Episode 3.08 “Ordinary People” or “Rocking Becky’s World” (11/09/2011)

This episode was everything I was expecting, and something I wasn’t. I did not expect to find a personal connection with Rebekah – but I did.

The moment that stood out the most for me – in a stellar performance – was the moment in which Rebekah discovered that her brother had lied to her a thousand years ago in order to bind her to him. Such a moment is called a paradigm shift – when everything you believe falls away and the world as you know it changes profoundly.

I know exactly how Rebekah felt in that moment because I had such a moment myself – the moment my story changed.

I was adopted as an infant. My adopted parents never kept this from me. When I was 4, they told me in a wonderful way that made me feel special…chosen. In fact I was so proud, I went up and down my street knocking on doors telling our neighbors! (This was obviously back a few years when a 4 year old could walk up and down suburban streets alone knocking on doors!)

Naturally, as most adopted children eventually do, I became curious about my roots. My mother told me what she knew about my natural parents, and her story was consistent from year to year. Although my parents eventually divorced, I adored my mother and would not have entertained the idea of looking for information on my natural parents while she was alive. It was not important to me and as far as I was concerned, I knew exactly who my parents were.

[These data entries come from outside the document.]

//! Packet and batch abstractions consumed by the classification engine.
//!
//! The engine only needs three things from a packet: raw byte access at an
//! offset, a length, and a small fixed annotation area. The annotation area
//! carries the 32-bit *aggregate* value (a flow hash set by an upstream
//! element; 0 means "unclassified, bypass the cache"), the VLAN tag, a
//! packet-type tag and a pointer-sized destructor argument used by embedders
//! to recover the backing buffer.
//!
//! Batches are ordered runs of packets. The dispatchers cut and re-form
//! batches so that every emitted batch shares a single flow control block.

/// Coarse packet type tag, set by the receiving element.
#[derive(Clone, Copy, PartialEq, Eq, Debug, Default)]
pub enum PacketType {
    /// Unicast traffic addressed to this host.
    #[default]
    Host,
    /// Broadcast traffic.
    Broadcast,
    /// Multicast traffic.
    Multicast,
    /// Traffic captured for another host.
    OtherHost,
    /// Locally generated traffic.
    Outgoing,
}

/// Fixed-size annotation area carried by every packet.
#[derive(Clone, Copy, Debug, Default)]
pub struct Annotations {
    /// 32-bit aggregate (flow hash). Zero means unclassified.
    pub aggregate: u32,
    /// VLAN TCI, zero when untagged.
    pub vlan: u16,
    /// Packet type tag.
    pub packet_type: PacketType,
    /// Opaque destructor argument (backing-buffer handle on DPDK).
    pub destructor_arg: usize,
}

/// An owned packet: a byte buffer plus annotations.
#[derive(Clone, Debug)]
pub struct Packet {
    data: Vec<u8>,
    /// Annotation area, freely writable by elements.
    pub anno: Annotations,
}

impl Packet {
    /// Wrap a byte buffer into a packet with default annotations.
    #[must_use]
    pub fn new(data: Vec<u8>) -> Self {
        Self {
            data,
            anno: Annotations::default(),
        }
    }

    /// Wrap a byte buffer and set the aggregate annotation.
    #[must_use]
    pub fn with_aggregate(data: Vec<u8>, aggregate: u32) -> Self {
        Self {
            data,
            anno: Annotations {
                aggregate,
                ..Annotations::default()
            },
        }
    }

    /// Packet length in bytes.
    #[must_use]
    pub fn len(&self) -> usize {
        self.data.len()
    }

    /// True for a zero-length packet.
    #[must_use]
    pub fn is_empty(&self) -> bool {
        self.data.is_empty()
    }

    /// Raw packet bytes.
    #[must_use]
    pub fn bytes(&self) -> &[u8] {
        &self.data
    }

    /// Mutable packet bytes.
    pub fn bytes_mut(&mut self) -> &mut [u8] {
        &mut self.data
    }

    /// The aggregate annotation.
    #[must_use]
    pub fn aggregate(&self) -> u32 {
        self.anno.aggregate
    }

    /// Set the aggregate annotation.
    pub fn set_aggregate(&mut self, aggregate: u32) {
        self.anno.aggregate = aggregate;
    }
}

/// An ordered run of packets.
///
/// The engine receives input batches, classifies every packet and re-forms
/// output batches so each one maps to a single FCB.
#[derive(Clone, Debug, Default)]
pub struct PacketBatch {
    packets: Vec<Packet>,
}

impl PacketBatch {
    /// An empty batch.
    #[must_use]
    pub fn new() -> Self {
        Self::default()
    }

    /// A batch started from a single packet.
    #[must_use]
    pub fn start_head(p: Packet) -> Self {
        Self { packets: vec![p] }
    }

    /// Build a batch from packets in order.
    #[must_use]
    pub fn from_packets(packets: Vec<Packet>) -> Self {
        Self { packets }
    }

    /// Number of packets in the batch.
    #[must_use]
    pub fn count(&self) -> usize {
        self.packets.len()
    }

    /// True when the batch holds no packets.
    #[must_use]
    pub fn is_empty(&self) -> bool {
        self.packets.is_empty()
    }

    /// Append a packet at the tail.
    pub fn push(&mut self, p: Packet) {
        self.packets.push(p);
    }

    /// First packet, if any.
    #[must_use]
    pub fn first(&self) -> Option<&Packet> {
        self.packets.first()
    }

    /// Last packet, if any.
    #[must_use]
    pub fn tail(&self) -> Option<&Packet> {
        self.packets.last()
    }

    /// Iterate over the packets in order.
    pub fn iter(&self) -> impl Iterator<Item = &Packet> {
        self.packets.iter()
    }

    /// Consume the batch, yielding its packets in order.
    #[must_use]
    pub fn into_packets(self) -> Vec<Packet> {
        self.packets
    }
}

impl IntoIterator for PacketBatch {
    type Item = Packet;
    type IntoIter = std::vec::IntoIter<Packet>;

    fn into_iter(self) -> Self::IntoIter {
        self.packets.into_iter()
    }
}

impl FromIterator<Packet> for PacketBatch {
    fn from_iter<T: IntoIterator<Item = Packet>>(iter: T) -> Self {
        Self {
            packets: iter.into_iter().collect(),
        }
    }
}
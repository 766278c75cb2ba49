//! Combining two classification trees into one.
//!
//! `combine` unifies tree B into tree A either *as child* (B is installed
//! downstream of every A decision) or *as else* (B handles whatever A's
//! rules do not match — the normal cascading-rules semantics). Both inputs
//! must be detached from any parent. Leaves merge under the payload
//! conflict rule; an overlap between two complete rules is only a warning,
//! with the winner picked by `priority`.

use super::{SlotRef, Tree};
use crate::fcb::FcbId;
use crate::node::{EdgeTarget, NodeId};
use anyhow::{Result, bail};
use log::{debug, warn};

Eventually, however, both my parents passed away and I decided to write to the “authorities” (there are always authorities in these cases – especially in the “dark ages” of adoption when all adoptions were closed) and register with the Adoption Information Registry at my birth state’s Department of Health. Once I did that, I never gave it another thought. Based on what I’d been told, I had no expectations of learning anything new.

Eight months passed. We’d moved from California to Texas, and one Saturday when I took in the mail, I noticed a yellow forwarding sticker on an envelope from the Dept. of Health. I knew what that meant. But on this particular morning, I was running errands. I was in a hurry.

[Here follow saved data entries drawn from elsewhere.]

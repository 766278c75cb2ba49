//! Canonical rule sets and traffic mixes used across the test suite.

use super::builders::{BatchBuilder, PacketBuilder};
use crate::packet::PacketBatch;

/// The classic EtherType classifier: IPv4 to output 0, ARP to output 1,
/// everything else to output 2.
#[must_use]
pub fn ether_classify_rules() -> Vec<&'static str> {
    vec!["12/0800 0", "12/0806 1", "- 2"]
}

/// HTTP responses (IPv4, TCP, source port 80) to output 0, everything
/// else to output 1.
#[must_use]
pub fn http_or_else_rules() -> Vec<&'static str> {
    vec!["12/0800 && 23/06 src port 80 0", "- 1"]
}

/// A batch of eight IPv4/TCP packets over four flows in the pattern
/// `[A, B, A, A, C, B, A, D]`, where the flow is decided by the
/// destination port (A=1000, B=1001, C=1002, D=1003). Packets carry
/// unique tags 0..8 in input order.
#[must_use]
pub fn flow_mix_batch() -> PacketBatch {
    let pattern: [u16; 8] = [1000, 1001, 1000, 1000, 1002, 1001, 1000, 1003];
    let mut builder = BatchBuilder::new();
    for (i, dport) in pattern.iter().enumerate() {
        builder = builder.add(
            PacketBuilder::new()
                .ethernet(0x0800)
                .ipv4(6, "192.168.0.1", "192.168.0.2")
                .ports(4000, *dport)
                .tag(i as u8)
                .build(),
        );
    }
    builder.build()
}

I opened the envelope, read the form, my world spun off its axis, and I tried to right it by going on my way with my plans – handing the envelope and its contents to my husband and saying “I’ll talk to you about this when I get back.”

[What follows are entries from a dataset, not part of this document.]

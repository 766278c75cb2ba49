//! Tree optimisation: container selection and the per-thread fan-out.
//!
//! Runs bottom-up over a fully built tree. Useless dynamic levels collapse
//! into their default, child containers are rewritten into the cheapest
//! shape for their population (dummy, two-case, three-case, hash class,
//! dense array), and any dynamic subtree reachable from several CPUs gets
//! an explicit thread level spliced above it so every CPU owns a private
//! copy. The pass is idempotent: optimising an optimised tree is a no-op
//! up to container choice.

use super::{SlotRef, Tree};
use crate::level::FlowLevel;
use crate::node::{
    Children, ContainerHint, Edge, EdgeTarget, FlowNode, HashChildren, NodeId, capacity_for,
};
use crate::utils::ThreadSet;
use log::{debug, warn};

/// Largest key space a dense array container may span.
const ARRAY_LIMIT: u64 = 65536;

/// Pick the container for a dynamic level at the given hash class,
/// escalating to a dense array once the class covers the key space.
pub(crate) fn container_for_class(level: &FlowLevel, class: u8) -> Children {
    let class = class.min(9);
    if let Some(max) = level.max_value() {
        let space = max.saturating_add(1);
        if space <= ARRAY_LIMIT
            && (level.is_mt_safe() || capacity_for(class) as u64 >= space)
        {
            return Children::Array(vec![None; space as usize]);
        }
    }
    Children::Hash(HashChildren::new(class))
}

impl Tree {
    /// Optimise the subtree at `root` for the given traversing thread set,
    /// returning the (possibly new) root.
    pub fn optimize(&mut self, root: NodeId, threads: &ThreadSet) -> NodeId {
        let out = self.optimize_node(root, threads);
        self.check(out);
        out
    }

    fn optimize_node(&mut self, node: NodeId, threads: &ThreadSet) -> NodeId {
        // A dynamic level whose mask was pruned empty classifies nothing.
        if self.node(node).level.is_dynamic() && !self.node(node).level.is_useful() {
            if let Some(EdgeTarget::Node(def)) = self.node(node).default {
                debug!("optimize: dropping useless dynamic level");
                self.node_mut(node).default = None;
                self.node_mut(def).parent = None;
                self.free(node);
                return self.optimize_node(def, threads);
            }
            warn!("optimize: useless dynamic level with a leaf default, keeping it");
        }

        // Shared dynamic state: splice a thread fan-out so each CPU gets a
        // private copy of the subtree.
        if self.node(node).level.is_dynamic()
            && !self.node(node).level.is_mt_safe()
            && threads.weight() > 1
        {
            debug!("optimize: inserting thread fan-out above dynamic subtree");
            return self.splice_thread_fanout(node, threads);
        }

        // Children first. Below a thread level each branch belongs to a
        // single CPU.
        let is_thread = self.node(node).level.is_mt_safe();
        for edge in self.node(node).edges() {
            if let EdgeTarget::Node(child) = edge.target {
                let tset = if is_thread {
                    ThreadSet::single(edge.data as usize, threads.len())
                } else {
                    threads.clone()
                };
                let opt = self.optimize_node(child, &tset);
                if opt != child {
                    self.set_edge(node, SlotRef::Keyed(edge.data), EdgeTarget::Node(opt));
                }
            }
        }
        if let Some(EdgeTarget::Node(def)) = self.node(node).default {
            let opt = self.optimize_node(def, threads);
            if opt != def {
                self.set_edge(node, SlotRef::Default, EdgeTarget::Node(opt));
            }
        }

        self.node_mut(node).threads = threads.clone();

        if self.node(node).level.is_dynamic() {
            debug!("optimize: dynamic level keeps a growable container");
            self.rebuild_container(node, None);
            return node;
        }

        match self.node(node).num() {
            0 => {
                if let Some(EdgeTarget::Node(def)) = self.node(node).default {
                    debug!("optimize: childless level removed");
                    self.node_mut(node).default = None;
                    self.node_mut(def).parent = None;
                    let data = self.node(node).node_data;
                    self.node_mut(def).node_data = data;
                    self.free(node);
                    return def;
                }
                // A bare default leaf still needs its node.
                self.node_mut(node).children = Children::Dummy;
                node
            }
            1 => {
                let child = self.node(node).edges()[0];
                match (self.node(node).default, child.target) {
                    (None, EdgeTarget::Leaf(_)) => {
                        debug!("optimize: single leaf child, demoting to dummy container");
                        self.node_mut(node).remove(child.data);
                        self.node_mut(node).children = Children::Dummy;
                        self.set_edge(node, SlotRef::Default, child.target);
                        node
                    }
                    (None, EdgeTarget::Node(grand)) => {
                        if self.node(node).else_drop {
                            self.node_mut(node).children =
                                Children::TwoCase(Some(child));
                            node
                        } else {
                            debug!("optimize: single-branch level removed");
                            self.node_mut(node).remove(child.data);
                            self.node_mut(grand).parent = None;
                            let data = self.node(node).node_data;
                            self.node_mut(grand).node_data = data;
                            self.free(node);
                            grand
                        }
                    }
                    (Some(_), _) => {
                        self.node_mut(node).children = Children::TwoCase(Some(child));
                        node
                    }
                }
            }
            2 => {
                let edges = self.node(node).edges();
                let (mut a, mut b) = (edges[0], edges[1]);
                // The else-drop branch goes first so it keeps a keyed case.
                if self.edge_else_drop(b) && !self.edge_else_drop(a) {
                    std::mem::swap(&mut a, &mut b);
                }
                if self.node(node).default.is_none() && !self.edge_else_drop(b) {
                    debug!("optimize: two children and no default, second becomes default");
                    self.node_mut(node).remove(a.data);
                    self.node_mut(node).remove(b.data);
                    self.node_mut(node).children = Children::TwoCase(None);
                    self.node_mut(node).insert(a);
                    self.set_edge(node, SlotRef::Default, b.target);
                    node
                } else {
                    self.node_mut(node).remove(a.data);
                    self.node_mut(node).remove(b.data);
                    self.node_mut(node).children = Children::ThreeCase([None, None]);
                    self.node_mut(node).insert(a);
                    self.node_mut(node).insert(b);
                    node
                }
            }
            n => {
                debug!("optimize: {n} children, picking hash/array container");
                self.rebuild_container(node, None);
                node
            }
        }
    }

    fn edge_else_drop(&self, edge: Edge) -> bool {
        match edge.target {
            EdgeTarget::Node(id) => self.node(id).else_drop,
            EdgeTarget::Leaf(_) => false,
        }
    }

    /// Rebuild the node's container as hash or array, re-inserting every
    /// edge. `force_class` overrides the hint-derived starting class.
    fn rebuild_container(&mut self, node: NodeId, force_class: Option<u8>) {
        let edges = self.node(node).edges();
        let level = self.node(node).level.clone();
        let base_class = force_class.or(match self.node(node).hint {
            Some(ContainerHint::Hash(n)) => Some(n),
            Some(ContainerHint::Array) => {
                let space = level.max_value().map_or(u64::MAX, |m| m.saturating_add(1));
                if space <= ARRAY_LIMIT {
                    self.node_mut(node)
                        .replace_children(Children::Array(vec![None; space as usize]));
                    self.reinsert(node, edges);
                    return;
                }
                warn!("optimize: ARRAY hint ignored, key space too large");
                None
            }
            None => None,
        });
        // Smallest class comfortably holding the current population.
        let class = base_class.unwrap_or_else(|| {
            (0u8..=9)
                .find(|&c| capacity_for(c) >= edges.len() * 2)
                .unwrap_or(9)
        });
        let container = container_for_class(&level, class);
        self.node_mut(node).replace_children(container);
        self.reinsert(node, edges);
    }

    fn reinsert(&mut self, node: NodeId, edges: Vec<Edge>) {
        for edge in edges {
            let ok = self.node_mut(node).insert(edge);
            debug_assert!(ok, "rebuilt container rejected an edge");
        }
    }

    /// Duplicate the subtree per CPU under a new thread-level array node.
    fn splice_thread_fanout(&mut self, node: NodeId, threads: &ThreadSet) -> NodeId {
        let max_cpus = threads.len();
        let mut fanout = FlowNode::new(FlowLevel::Thread { max_cpus });
        fanout.children = Children::Array(vec![None; max_cpus]);
        fanout.node_data = self.node(node).node_data;
        fanout.threads = threads.clone();
        let fanout_id = self.alloc(fanout);

        self.node_mut(node).parent = None;
        for cpu in threads.iter() {
            let copy = self.duplicate(EdgeTarget::Node(node), true);
            let EdgeTarget::Node(copy_id) = copy else {
                unreachable!("duplicate of a node is a node");
            };
            let single = ThreadSet::single(cpu, max_cpus);
            let opt = self.optimize_node(copy_id, &single);
            self.set_edge(fanout_id, SlotRef::Keyed(cpu as u64), EdgeTarget::Node(opt));
        }
        // The original subtree was only a template for the per-CPU copies.
        self.free_subtree(EdgeTarget::Node(node));
        fanout_id
    }
}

My husband was completely familiar with my adoption story. He read what I had read. When I came home, he was as perplexed as me, but at least his world hadn’t tilted on its axis. So I sort of clung to him in order to maintain my equilibrium.

You see, all my life I’d heard a story and my life was that story. I was adopted 6 weeks after my birth. My father had been killed in the Korean War and my mother, who was 25, had contracted a post-partum infection and had died. She was friends with my adopted mother, and specifically requested that I be adopted by the parents I wound up with. It was a death-bed request – otherwise it might not have happened at all. My parents were in their late 40’s and childless – no adoption agency would give them an infant without extenuating circumstances.

Also, my adopted mother knew my adopted father was an alcoholic. They’d been married for nearly 3 years when I came along – long enough for her to know the score. But when a dying woman asks you to take her baby – and tells you she cannot die in peace unless she knows you will – what do you say? Especially if you never expected to be a mother at all – but badly wanted to be?

So that’s who I was. An adopted orphan. An only child. The one with the alcoholic father. The one with divorced parents when divorce was still unusual. We all have a story, and this was mine.

But the paper I’d received said two things that blew the whole story up in my face. First, my mother was 32 when I was born, not 25. And she had had another child before I was born.

Ever had vertigo? That feeling that the floor has dropped out from under you and the room is spinning? That was the feeling. I was no longer “me” – or at least not the “me” in my story, because my story was gone. It was completely shattering and I could think of little else for weeks. Ultimately, I did nothing with the new information. But I haven’t been the same since.

And neither will Rebekah.

By the time I’d had my paradigm shift, I was 50 years old, and my parents were dead. I’m glad I waited until they were gone because I know that bombarding my mother (the keeper of the information) with questions and accusations at her advanced age would have been difficult, unpleasant, and ultimately damaging to us both. I prefer to think that she acted out of the purist of motives. There is nothing to prove otherwise.

But Rebekah has had her story for over a thousand years. So when she turns on Elena and repeats “Shut up, shut up, shut up”, it is because her “story” is no longer true. Rebekah went into denial. She has clung to this story for hundreds of years. It is inconceivable that there is a different version.

Later, when she reflects, she realizes it may be true, and she feels hurt and betrayed in the worst possible way. She cries inconsolably in front of the fire. This is a death as powerful as any other. And there are stages to grief that Rebekah must go through.

Becky and Nick will have a confrontation and they will come to blows over this. And Elijah will be dragged into it as well. And it will be ugly and painful – for everyone.

Yet within this story is another story – of two young women, both of whom have lost mothers much too soon, who choose to love despite great risk, who value family ties in all forms, and who stubbornly refuse to give up on people they care about. On the other side of her despair, I believe Rebekah will find Elena ready to meet her where she is.

And ultimately, I believe that Rebekah will find it in her heart to forgive her brother. Because, as she herself says, she is immortal and what are her other choices?